In this case, both US dollar funds and RMB funds began to integrate in two ways, learning from each other's ideas and ways of playing. For example, US dollar funds should learn to understand the A-share market and understand the logic of China's industrial policy; Renminbi funds should also learn from the deep industrialization of dollar funds.
This means that in the medium and long term in the future, the venture capital market will continue to surge in more intense competition, and investment institutions with distinctive characteristics and sustainable evolution will win in the future.
Of course, we should be more aware that the more changes, the more opportunities: at present, China is at the key node of industrial transformation and upgrading, and both the national and industrial levels are vigorously promoting the development of science and technology industries, which provides fertile growth soil for investment institutions that better understand the local situation.
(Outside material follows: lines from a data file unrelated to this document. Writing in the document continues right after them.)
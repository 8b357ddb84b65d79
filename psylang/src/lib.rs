//! Interpreter for PsyLang, a small grid-painting esoteric language.
//!
//! A program moves a pointer over a square grid and changes each cell's
//! color and opacity. Besides the main program, a source can bind code to
//! keys and schedule code to re-run at fixed wall-clock intervals.
//!
//! - **[`core`]**: Pure, deterministic logic (parsing, interpretation,
//!   scheduling). No I/O; every input text yields a valid next state.
//! - **[`io`]**: Host-side effects (config and source files, clocks, input,
//!   frame output).
//!
//! [`run`] couples the two into the tick loop behind `psylang run`.

pub mod core;
pub mod exit_codes;
pub mod io;
pub mod logging;
pub mod run;
#[cfg(any(test, feature = "test-support"))]
pub mod test_support;
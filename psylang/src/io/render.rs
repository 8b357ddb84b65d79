//! Frame sinks: plain text and JSON.

use std::fmt::Write as _;
use std::io::Write;

use anyhow::{Context, Result};
use clap::ValueEnum;

use crate::core::frame::Frame;

/// Output format for a frame written to stdout.
#[derive(Debug, Clone, Copy, Default, PartialEq, Eq, ValueEnum)]
pub enum OutputFormat {
    /// One line per grid row.
    #[default]
    Text,
    /// The whole frame as pretty JSON.
    Json,
}

/// Render a frame as text.
///
/// A header line `tick=<n> pointer=<x>,<y>` is followed by one line per row.
/// A fully transparent cell is `.`. Other cells are `#`, or their color digit
/// when `showVal()` is on. The pointer cell is bracketed when `showCell()` is on.
pub fn render_text(frame: &Frame<'_>) -> String {
    let mut out = String::new();
    let _ = writeln!(
        out,
        "tick={} pointer={},{}",
        frame.tick, frame.pointer.x, frame.pointer.y
    );
    for (y, row) in frame.grid.rows().enumerate() {
        let line: String = row
            .iter()
            .enumerate()
            .map(|(x, cell)| {
                let glyph = if cell.opacity == 0 {
                    '.'
                } else if frame.flags.show_values {
                    char::from(b'0' + cell.color)
                } else {
                    '#'
                };
                if frame.is_highlighted(x, y) {
                    format!("[{glyph}]")
                } else {
                    format!(" {glyph} ")
                }
            })
            .collect();
        out.push_str(line.trim_end());
        out.push('\n');
    }
    out
}

/// Write `frame` to `out` in `format`.
pub fn write_frame<W: Write>(out: &mut W, frame: &Frame<'_>, format: OutputFormat) -> Result<()> {
    match format {
        OutputFormat::Text => out
            .write_all(render_text(frame).as_bytes())
            .context("write text frame")?,
        OutputFormat::Json => {
            serde_json::to_writer_pretty(&mut *out, frame).context("serialize frame json")?;
            out.write_all(b"\n").context("write json frame")?;
        }
    }
    out.flush().context("flush frame")?;
    Ok(())
}
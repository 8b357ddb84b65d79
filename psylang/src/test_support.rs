//! Test-only helpers for interpreter states and program files.

use std::fs;
use std::path::{Path, PathBuf};

use anyhow::{Context, Result};
use tempfile::TempDir;

use crate::core::grid::DEFAULT_GRID_SIZE;
use crate::core::state::InterpreterState;

/// Seed used by [`seeded_state`].
pub const TEST_SEED: u64 = 0;

/// A default-sized state with a fixed random seed.
pub fn seeded_state() -> InterpreterState {
    InterpreterState::seeded(DEFAULT_GRID_SIZE, TEST_SEED)
}

/// Write `source` to `program.psy` inside `dir`.
pub fn write_program(dir: &Path, source: &str) -> Result<PathBuf> {
    let path = dir.join("program.psy");
    fs::write(&path, source).with_context(|| format!("write {}", path.display()))?;
    Ok(path)
}

/// A temp directory holding `program.psy`. Keep the `TempDir` alive for as
/// long as the path is used.
pub fn program_file(source: &str) -> Result<(TempDir, PathBuf)> {
    let temp = tempfile::tempdir().context("create tempdir")?;
    let path = write_program(temp.path(), source)?;
    Ok((temp, path))
}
According to the data released by the Ministry of Science and Technology of China, the total social R&D investment in China increased from 1.42 trillion yuan in 20 15 to about 2.4 trillion yuan in 2020, of which the basic research expenditure nearly doubled compared with 20 15 years, and exceeded15 billion yuan in 2020. Behind the absolute figures is China's determination to keep building barriers in the field of hard science and technology.
Therefore, for local institutions represented by Fengnian Capital, it is the grand narrative of the rise of China's science and technology and high-end manufacturing industry that gives such investment institutions and enterprises excellent development opportunities. With the rise of more and more scientific and technological enterprises, a brand-new industry is slowly unfolding in the future.